← all posts

Which local models stay fast at long context

Agentic coding lives at long context, the agent reads a file, runs a tool, reads the output and tries again until the window is stuffed, and most models that feel quick on a short prompt have slowed to a crawl by the time they are 150K tokens deep, so this whole thing started as a hunt for a local model that stays fast that far out on a pair of RTX PRO 6000s. It started as a Reddit post.

24 June 2026· updated 29 June 2026 · origin story

The target was a "local Sonnet", something good enough to sit behind the agent all day without a per-token meter running, and for that kind of work the number that actually matters is not tok/s on a fresh prompt, it is decode speed once the context is already large, because that is where the loop spends its time, tool output after tool output piling into the window while you wait on every turn.
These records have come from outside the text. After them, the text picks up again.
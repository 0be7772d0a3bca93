//! Component-wise operator implementations shared by the vector types.
//!
//! Scalars are `f32` and widen losslessly to `f64` before the arithmetic,
//! matching single-precision call sites.

/// Implements arithmetic and compound-assignment operators for a vector
/// struct whose fields are all `f64`.
macro_rules! impl_vector_ops {
    ($vector:ident { $($axis:ident),+ }) => {
        impl ::std::ops::Add for $vector {
            type Output = Self;

            #[inline]
            fn add(self, rhs: Self) -> Self {
                Self { $($axis: self.$axis + rhs.$axis),+ }
            }
        }

        impl ::std::ops::Sub for $vector {
            type Output = Self;

            #[inline]
            fn sub(self, rhs: Self) -> Self {
                Self { $($axis: self.$axis - rhs.$axis),+ }
            }
        }

        impl ::std::ops::Mul for $vector {
            type Output = Self;

            #[inline]
            fn mul(self, rhs: Self) -> Self {
                Self { $($axis: self.$axis * rhs.$axis),+ }
            }
        }

        impl ::std::ops::Div for $vector {
            type Output = Self;

            #[inline]
            fn div(self, rhs: Self) -> Self {
                Self { $($axis: self.$axis / rhs.$axis),+ }
            }
        }

        impl ::std::ops::Neg for $vector {
            type Output = Self;

            #[inline]
            fn neg(self) -> Self {
                Self { $($axis: -self.$axis),+ }
            }
        }

        impl ::std::ops::Mul<f32> for $vector {
            type Output = Self;

            #[inline]
            fn mul(self, rhs: f32) -> Self {
                let d = f64::from(rhs);
                Self { $($axis: self.$axis * d),+ }
            }
        }

        impl ::std::ops::Mul<$vector> for f32 {
            type Output = $vector;

            #[inline]
            fn mul(self, rhs: $vector) -> $vector {
                rhs * self
            }
        }

        impl ::std::ops::Div<f32> for $vector {
            type Output = Self;

            #[inline]
            fn div(self, rhs: f32) -> Self {
                let d = f64::from(rhs);
                Self { $($axis: self.$axis / d),+ }
            }
        }

        impl ::std::ops::AddAssign for $vector {
            #[inline]
            fn add_assign(&mut self, rhs: Self) {
                *self = *self + rhs;
            }
        }

        impl ::std::ops::SubAssign for $vector {
            #[inline]
            fn sub_assign(&mut self, rhs: Self) {
                *self = *self - rhs;
            }
        }

        impl ::std::ops::MulAssign for $vector {
            #[inline]
            fn mul_assign(&mut self, rhs: Self) {
                *self = *self * rhs;
            }
        }

        impl ::std::ops::DivAssign for $vector {
            #[inline]
            fn div_assign(&mut self, rhs: Self) {
                *self = *self / rhs;
            }
        }

        impl ::std::ops::MulAssign<f32> for $vector {
            #[inline]
            fn mul_assign(&mut self, rhs: f32) {
                *self = *self * rhs;
            }
        }

        impl ::std::ops::DivAssign<f32> for $vector {
            #[inline]
            fn div_assign(&mut self, rhs: f32) {
                *self = *self / rhs;
            }
        }
    };
}

pub(crate) use impl_vector_ops;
It comes down to attention

Whether a model holds up out there comes down to how it handles attention. MiMo 2.5 stays fast on these cards because it uses the same 5-to-1 local/global sliding-window attention that Gemma 3 does, most layers only look at recent tokens while a few still read the full context, so it keeps its speed as the window grows without losing the plot, whereas the dense-attention models re-read everything on every single token and pay for it more and more as the context climbs.

20406080100120decode speed (tok/s)050K100K150K180Kcontext length (tokens)40 tok/s usable floorMiMo 2.5Step 3.7 FlashMiniMax M2.7MiniMax M3
Decode speed measured on the two-card box as the context fills up. The two sliding-window models, MiMo 2.5 and Step 3.7 Flash, hold at or above the ~40 tok/s usable floor all the way out to 180k, while the dense MiniMax M2.7 and M3 sink into the teens. DeepSeek V4, once it ran, sits flat and far above every line here, which is the next post. Full curves in the data.

MiMo 2.5 is still north of 60 tok/s out past 170K context, comfortably usable, while MiniMax M2.7 and M3, both dense, drop under 20, which for something you are sitting in front of waiting on is the go-make-a-coffee, then lunch, water the plants, watch the grass grow range.

The best models are still stuck behind software

The genuinely annoying part is that the models everyone actually wants, DeepSeek V4 and MiniMax M3, lean on custom GPU kernels that nobody has written for consumer Blackwell yet, they are built for the datacenter cards (SM100, the B200 class) and not the SM120 in an RTX PRO 6000 or a 5090, so MiniMax M3 quietly falls back to dense attention and slows to a crawl, and DeepSeek V4's ops drop to CPU and grind down to around 14 tok/s, which is a non-starter for interactive work.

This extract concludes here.